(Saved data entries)

= Beginning of Section =

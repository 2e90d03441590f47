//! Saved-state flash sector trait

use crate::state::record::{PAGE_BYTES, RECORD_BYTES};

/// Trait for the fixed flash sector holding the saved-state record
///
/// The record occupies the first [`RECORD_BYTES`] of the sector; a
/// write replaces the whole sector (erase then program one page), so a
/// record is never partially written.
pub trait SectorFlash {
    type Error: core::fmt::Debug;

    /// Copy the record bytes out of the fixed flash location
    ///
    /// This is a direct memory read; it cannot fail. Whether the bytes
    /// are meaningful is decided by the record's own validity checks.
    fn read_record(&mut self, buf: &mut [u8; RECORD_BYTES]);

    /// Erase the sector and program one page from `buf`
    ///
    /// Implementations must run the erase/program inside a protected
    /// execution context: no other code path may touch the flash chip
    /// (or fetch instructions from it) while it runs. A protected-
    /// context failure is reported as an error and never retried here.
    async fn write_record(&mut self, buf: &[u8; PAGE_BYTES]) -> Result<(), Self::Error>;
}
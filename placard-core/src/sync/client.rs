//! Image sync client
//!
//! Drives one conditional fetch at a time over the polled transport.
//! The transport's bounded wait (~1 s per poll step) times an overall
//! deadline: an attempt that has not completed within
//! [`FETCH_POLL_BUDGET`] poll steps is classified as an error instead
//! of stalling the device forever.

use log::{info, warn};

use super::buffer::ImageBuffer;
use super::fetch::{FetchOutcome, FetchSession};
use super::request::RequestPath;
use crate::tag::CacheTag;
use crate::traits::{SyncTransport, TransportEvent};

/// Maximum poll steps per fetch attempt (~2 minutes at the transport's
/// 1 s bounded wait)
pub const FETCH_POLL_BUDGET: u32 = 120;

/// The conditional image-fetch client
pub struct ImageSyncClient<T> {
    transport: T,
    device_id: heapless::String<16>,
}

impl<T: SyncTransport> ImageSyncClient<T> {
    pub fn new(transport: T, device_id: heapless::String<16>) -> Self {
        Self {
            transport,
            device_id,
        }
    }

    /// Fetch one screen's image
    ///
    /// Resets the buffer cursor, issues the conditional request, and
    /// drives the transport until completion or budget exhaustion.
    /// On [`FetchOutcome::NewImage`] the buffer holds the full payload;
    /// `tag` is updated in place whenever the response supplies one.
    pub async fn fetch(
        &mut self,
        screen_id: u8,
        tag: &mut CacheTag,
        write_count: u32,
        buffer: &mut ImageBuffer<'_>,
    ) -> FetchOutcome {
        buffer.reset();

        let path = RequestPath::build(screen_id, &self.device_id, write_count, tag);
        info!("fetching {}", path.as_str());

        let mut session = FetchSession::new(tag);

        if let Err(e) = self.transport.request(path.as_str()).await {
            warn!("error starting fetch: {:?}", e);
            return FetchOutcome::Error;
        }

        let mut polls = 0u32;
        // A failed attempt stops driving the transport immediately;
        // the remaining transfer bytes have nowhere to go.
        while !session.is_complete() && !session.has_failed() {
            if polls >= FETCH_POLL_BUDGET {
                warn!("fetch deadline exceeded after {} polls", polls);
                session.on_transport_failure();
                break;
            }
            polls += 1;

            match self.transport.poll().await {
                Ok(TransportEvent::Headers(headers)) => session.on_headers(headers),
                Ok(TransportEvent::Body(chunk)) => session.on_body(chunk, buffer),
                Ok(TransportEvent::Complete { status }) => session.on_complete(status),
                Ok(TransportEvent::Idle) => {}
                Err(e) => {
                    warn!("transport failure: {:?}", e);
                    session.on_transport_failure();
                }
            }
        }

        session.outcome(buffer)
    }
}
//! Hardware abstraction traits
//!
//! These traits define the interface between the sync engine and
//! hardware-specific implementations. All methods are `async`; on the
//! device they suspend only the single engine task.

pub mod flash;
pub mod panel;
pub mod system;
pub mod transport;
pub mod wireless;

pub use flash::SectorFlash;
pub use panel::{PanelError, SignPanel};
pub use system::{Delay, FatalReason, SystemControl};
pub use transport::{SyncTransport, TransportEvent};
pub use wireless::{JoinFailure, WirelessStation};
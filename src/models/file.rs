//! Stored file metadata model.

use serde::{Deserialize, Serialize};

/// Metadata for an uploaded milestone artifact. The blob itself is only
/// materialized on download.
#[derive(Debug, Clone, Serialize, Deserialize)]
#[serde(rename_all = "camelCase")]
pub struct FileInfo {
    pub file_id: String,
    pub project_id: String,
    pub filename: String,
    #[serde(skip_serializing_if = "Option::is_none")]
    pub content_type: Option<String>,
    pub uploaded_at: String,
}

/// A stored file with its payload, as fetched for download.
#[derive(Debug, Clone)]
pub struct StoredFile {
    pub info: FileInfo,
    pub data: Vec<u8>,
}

= End of Section =

DESCRIPTION OF THE TASK →
For every line in the data above that holds "payload", return the line itself.

ANSWER TO THE PROBLEM →
    /// On [`FetchOutcome::NewImage`] the buffer holds the full payload;
/// A stored file with its payload, as fetched for download.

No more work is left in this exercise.